### Exercise goal
Working from the records below, repeat exactly the lines starting at the line that contains "signing.check(kind)?;" and ending at the line that contains "let session_id = Uuid::new_v4().to_string();", inclusive.

** Opening Exercise data block **

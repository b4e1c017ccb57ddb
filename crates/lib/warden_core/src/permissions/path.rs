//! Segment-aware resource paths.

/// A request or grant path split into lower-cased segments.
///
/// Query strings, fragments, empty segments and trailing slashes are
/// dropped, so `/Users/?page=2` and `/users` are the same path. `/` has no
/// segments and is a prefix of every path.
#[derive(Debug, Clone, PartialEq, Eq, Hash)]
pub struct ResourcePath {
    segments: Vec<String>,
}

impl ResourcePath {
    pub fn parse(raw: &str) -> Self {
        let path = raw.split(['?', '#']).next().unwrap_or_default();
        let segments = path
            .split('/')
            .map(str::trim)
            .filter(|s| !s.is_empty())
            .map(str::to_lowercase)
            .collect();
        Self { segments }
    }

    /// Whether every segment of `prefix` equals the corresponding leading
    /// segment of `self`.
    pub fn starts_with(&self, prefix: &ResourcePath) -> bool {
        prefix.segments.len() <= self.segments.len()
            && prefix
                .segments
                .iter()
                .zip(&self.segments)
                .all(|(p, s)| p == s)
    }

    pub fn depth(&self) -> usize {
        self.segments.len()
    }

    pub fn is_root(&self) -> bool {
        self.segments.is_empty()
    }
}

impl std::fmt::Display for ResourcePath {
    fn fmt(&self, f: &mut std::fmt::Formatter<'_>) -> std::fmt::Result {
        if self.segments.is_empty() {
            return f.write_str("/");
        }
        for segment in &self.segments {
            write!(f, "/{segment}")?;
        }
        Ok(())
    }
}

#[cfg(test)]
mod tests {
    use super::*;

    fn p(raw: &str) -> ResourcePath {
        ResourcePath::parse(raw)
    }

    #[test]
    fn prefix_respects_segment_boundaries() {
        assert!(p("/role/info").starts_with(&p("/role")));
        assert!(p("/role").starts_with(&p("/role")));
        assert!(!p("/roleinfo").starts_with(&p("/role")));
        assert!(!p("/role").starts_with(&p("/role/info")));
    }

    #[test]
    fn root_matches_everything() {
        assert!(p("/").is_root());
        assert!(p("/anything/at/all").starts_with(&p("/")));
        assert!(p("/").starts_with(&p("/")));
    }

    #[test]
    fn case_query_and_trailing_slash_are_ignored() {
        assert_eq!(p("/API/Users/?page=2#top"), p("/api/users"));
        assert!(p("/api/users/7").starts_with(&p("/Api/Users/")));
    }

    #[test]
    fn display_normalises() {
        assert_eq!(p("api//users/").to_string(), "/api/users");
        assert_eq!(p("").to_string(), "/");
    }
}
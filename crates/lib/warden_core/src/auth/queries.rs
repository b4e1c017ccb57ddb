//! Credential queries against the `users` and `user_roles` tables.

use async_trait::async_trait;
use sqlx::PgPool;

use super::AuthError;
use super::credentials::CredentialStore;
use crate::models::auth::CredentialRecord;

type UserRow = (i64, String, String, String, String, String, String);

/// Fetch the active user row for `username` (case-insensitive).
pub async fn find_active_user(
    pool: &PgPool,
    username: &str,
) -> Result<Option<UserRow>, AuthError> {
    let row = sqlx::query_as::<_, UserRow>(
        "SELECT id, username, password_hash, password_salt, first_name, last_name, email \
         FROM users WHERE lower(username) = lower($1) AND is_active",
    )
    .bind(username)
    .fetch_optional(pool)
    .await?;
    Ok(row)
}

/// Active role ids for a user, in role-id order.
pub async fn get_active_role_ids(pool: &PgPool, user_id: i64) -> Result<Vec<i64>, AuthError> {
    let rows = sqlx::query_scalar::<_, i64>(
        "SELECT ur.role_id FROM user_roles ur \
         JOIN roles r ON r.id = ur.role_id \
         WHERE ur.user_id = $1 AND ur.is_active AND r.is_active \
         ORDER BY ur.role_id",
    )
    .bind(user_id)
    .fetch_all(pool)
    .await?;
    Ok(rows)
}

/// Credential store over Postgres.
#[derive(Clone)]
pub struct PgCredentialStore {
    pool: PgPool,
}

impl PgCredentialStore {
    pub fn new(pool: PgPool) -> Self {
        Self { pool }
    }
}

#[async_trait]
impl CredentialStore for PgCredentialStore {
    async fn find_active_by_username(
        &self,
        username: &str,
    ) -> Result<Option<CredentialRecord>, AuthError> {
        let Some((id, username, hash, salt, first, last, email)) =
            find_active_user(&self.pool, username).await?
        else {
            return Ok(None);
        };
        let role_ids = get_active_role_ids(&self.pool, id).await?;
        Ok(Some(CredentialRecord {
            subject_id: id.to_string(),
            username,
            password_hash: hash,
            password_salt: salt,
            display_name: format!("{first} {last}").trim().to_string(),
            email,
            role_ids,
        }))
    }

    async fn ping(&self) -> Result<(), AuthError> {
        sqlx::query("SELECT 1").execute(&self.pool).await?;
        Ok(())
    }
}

** Closing Exercise data block **
** Opening Exercise data block **

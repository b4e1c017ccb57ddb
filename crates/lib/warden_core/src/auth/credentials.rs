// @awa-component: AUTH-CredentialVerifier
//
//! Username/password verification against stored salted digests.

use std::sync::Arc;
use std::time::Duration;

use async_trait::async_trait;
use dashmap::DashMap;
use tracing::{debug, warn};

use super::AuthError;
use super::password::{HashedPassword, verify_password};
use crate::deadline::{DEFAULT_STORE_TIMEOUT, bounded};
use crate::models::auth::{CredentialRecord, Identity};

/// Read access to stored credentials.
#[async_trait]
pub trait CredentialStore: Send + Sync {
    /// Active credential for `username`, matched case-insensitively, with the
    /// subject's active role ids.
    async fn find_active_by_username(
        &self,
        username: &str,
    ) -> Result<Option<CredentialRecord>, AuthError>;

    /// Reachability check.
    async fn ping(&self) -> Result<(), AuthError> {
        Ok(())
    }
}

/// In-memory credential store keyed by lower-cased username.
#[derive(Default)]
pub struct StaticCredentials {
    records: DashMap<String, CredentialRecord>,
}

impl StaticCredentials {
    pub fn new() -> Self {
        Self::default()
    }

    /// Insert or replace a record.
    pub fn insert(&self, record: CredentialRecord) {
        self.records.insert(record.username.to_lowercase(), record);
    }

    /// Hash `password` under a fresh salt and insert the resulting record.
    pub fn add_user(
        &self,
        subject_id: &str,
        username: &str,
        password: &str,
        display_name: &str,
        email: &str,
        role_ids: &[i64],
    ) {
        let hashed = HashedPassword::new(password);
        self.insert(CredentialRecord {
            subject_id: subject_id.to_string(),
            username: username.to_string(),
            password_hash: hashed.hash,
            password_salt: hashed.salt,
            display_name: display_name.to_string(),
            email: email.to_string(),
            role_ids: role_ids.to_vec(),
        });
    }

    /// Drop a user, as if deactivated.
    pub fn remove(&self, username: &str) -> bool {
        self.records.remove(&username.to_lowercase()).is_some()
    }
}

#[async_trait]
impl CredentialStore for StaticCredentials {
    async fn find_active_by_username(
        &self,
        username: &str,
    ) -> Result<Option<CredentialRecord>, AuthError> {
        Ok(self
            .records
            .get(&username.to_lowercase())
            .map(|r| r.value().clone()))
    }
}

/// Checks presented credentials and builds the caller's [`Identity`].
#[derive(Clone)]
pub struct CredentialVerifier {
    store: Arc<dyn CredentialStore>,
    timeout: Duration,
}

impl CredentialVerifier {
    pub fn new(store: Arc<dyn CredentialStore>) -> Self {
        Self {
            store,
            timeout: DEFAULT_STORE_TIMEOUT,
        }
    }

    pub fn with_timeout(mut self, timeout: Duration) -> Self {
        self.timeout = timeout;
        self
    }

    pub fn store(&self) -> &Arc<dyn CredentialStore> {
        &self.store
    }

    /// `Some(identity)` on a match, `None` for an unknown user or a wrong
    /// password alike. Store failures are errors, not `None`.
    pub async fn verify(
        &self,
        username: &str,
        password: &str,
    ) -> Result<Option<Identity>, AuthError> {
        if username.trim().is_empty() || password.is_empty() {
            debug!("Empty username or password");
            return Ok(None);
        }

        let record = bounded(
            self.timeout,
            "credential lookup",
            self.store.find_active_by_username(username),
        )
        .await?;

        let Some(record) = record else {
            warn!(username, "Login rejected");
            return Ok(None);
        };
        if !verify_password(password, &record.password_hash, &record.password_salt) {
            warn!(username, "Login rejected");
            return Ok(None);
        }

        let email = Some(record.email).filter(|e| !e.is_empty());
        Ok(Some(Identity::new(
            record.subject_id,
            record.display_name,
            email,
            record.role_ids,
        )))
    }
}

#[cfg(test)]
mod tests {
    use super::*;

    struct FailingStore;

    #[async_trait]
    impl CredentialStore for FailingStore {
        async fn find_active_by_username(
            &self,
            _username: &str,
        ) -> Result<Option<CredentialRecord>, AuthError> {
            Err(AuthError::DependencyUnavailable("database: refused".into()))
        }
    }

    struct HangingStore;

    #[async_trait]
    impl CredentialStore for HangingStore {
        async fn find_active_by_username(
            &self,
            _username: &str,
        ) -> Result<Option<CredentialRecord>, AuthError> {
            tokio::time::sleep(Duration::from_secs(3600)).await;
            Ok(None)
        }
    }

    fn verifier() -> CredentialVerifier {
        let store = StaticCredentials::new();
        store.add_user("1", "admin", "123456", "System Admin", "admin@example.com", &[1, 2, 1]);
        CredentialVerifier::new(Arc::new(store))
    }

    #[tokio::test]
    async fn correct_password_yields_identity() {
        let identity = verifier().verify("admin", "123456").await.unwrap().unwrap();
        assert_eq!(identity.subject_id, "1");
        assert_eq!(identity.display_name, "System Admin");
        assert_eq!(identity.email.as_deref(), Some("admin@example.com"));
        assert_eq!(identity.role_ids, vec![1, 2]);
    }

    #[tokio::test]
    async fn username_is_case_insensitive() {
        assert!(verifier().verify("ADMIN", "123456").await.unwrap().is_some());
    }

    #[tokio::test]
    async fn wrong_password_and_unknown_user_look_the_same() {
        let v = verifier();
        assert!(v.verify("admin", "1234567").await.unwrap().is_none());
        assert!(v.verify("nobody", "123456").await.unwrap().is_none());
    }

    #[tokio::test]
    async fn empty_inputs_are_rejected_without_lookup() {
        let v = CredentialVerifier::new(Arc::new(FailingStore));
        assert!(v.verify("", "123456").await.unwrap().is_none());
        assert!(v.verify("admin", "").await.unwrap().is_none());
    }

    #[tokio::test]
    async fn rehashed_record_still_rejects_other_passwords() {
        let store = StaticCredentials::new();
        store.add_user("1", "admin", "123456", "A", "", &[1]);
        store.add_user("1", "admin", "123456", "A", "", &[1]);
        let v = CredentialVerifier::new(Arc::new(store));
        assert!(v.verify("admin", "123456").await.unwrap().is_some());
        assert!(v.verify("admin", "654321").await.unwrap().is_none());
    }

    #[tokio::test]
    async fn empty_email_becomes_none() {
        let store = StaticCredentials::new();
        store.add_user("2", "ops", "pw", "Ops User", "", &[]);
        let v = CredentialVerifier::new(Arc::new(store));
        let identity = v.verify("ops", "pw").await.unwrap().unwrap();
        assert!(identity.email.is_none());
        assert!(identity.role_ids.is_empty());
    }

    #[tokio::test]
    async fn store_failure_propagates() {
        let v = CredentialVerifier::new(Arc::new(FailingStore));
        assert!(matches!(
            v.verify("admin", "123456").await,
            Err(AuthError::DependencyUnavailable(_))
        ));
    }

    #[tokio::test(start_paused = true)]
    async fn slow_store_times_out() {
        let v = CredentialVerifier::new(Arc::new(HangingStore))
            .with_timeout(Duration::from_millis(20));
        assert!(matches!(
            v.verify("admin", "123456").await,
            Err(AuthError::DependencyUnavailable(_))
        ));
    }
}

** Closing Exercise data block **
** Opening Exercise data block **

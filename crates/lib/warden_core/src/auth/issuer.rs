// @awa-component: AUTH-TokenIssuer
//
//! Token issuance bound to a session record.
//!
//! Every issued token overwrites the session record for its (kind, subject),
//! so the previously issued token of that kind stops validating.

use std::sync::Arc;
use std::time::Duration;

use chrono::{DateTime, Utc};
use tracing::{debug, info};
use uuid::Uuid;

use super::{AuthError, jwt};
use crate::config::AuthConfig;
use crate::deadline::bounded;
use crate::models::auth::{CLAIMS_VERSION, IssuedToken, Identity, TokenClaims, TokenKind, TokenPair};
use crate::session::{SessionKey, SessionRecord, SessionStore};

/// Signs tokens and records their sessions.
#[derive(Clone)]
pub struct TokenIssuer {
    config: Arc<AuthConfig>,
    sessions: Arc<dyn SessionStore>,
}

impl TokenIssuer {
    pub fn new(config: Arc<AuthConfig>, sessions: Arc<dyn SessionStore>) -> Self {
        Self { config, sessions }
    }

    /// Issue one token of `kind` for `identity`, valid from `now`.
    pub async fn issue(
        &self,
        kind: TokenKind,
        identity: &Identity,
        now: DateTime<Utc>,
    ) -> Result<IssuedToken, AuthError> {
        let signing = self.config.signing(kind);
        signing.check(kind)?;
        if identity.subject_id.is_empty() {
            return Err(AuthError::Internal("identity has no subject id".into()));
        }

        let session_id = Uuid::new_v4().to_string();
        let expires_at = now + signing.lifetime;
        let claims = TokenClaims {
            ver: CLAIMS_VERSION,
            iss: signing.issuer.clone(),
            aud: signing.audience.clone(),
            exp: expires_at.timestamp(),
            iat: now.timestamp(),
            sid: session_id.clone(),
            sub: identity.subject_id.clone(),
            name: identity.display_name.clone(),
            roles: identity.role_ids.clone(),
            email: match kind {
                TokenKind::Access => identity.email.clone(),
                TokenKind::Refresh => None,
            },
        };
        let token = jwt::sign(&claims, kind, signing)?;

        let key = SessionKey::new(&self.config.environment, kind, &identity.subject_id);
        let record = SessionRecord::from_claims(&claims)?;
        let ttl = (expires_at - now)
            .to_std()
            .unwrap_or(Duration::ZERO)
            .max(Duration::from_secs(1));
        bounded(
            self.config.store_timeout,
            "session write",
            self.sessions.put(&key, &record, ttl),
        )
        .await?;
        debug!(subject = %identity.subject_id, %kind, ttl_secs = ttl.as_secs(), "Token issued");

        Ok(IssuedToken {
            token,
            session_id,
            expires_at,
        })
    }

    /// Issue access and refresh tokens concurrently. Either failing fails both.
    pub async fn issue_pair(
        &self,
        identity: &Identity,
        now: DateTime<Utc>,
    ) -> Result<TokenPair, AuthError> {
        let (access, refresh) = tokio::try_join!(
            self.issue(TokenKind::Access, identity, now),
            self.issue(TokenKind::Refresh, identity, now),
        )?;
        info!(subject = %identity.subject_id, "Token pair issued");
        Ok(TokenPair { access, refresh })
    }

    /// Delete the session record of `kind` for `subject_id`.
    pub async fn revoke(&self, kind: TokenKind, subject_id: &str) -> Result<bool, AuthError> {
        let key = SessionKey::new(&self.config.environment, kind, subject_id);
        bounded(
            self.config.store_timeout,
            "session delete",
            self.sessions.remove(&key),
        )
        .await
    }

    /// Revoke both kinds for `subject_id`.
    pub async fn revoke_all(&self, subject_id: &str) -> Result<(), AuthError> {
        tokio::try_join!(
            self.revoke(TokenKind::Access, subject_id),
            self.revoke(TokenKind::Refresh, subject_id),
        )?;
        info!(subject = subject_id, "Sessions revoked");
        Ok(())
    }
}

** Closing Exercise data block **

### Expected answer
        signing.check(kind)?;
        if identity.subject_id.is_empty() {
            return Err(AuthError::Internal("identity has no subject id".into()));
        }

        let session_id = Uuid::new_v4().to_string();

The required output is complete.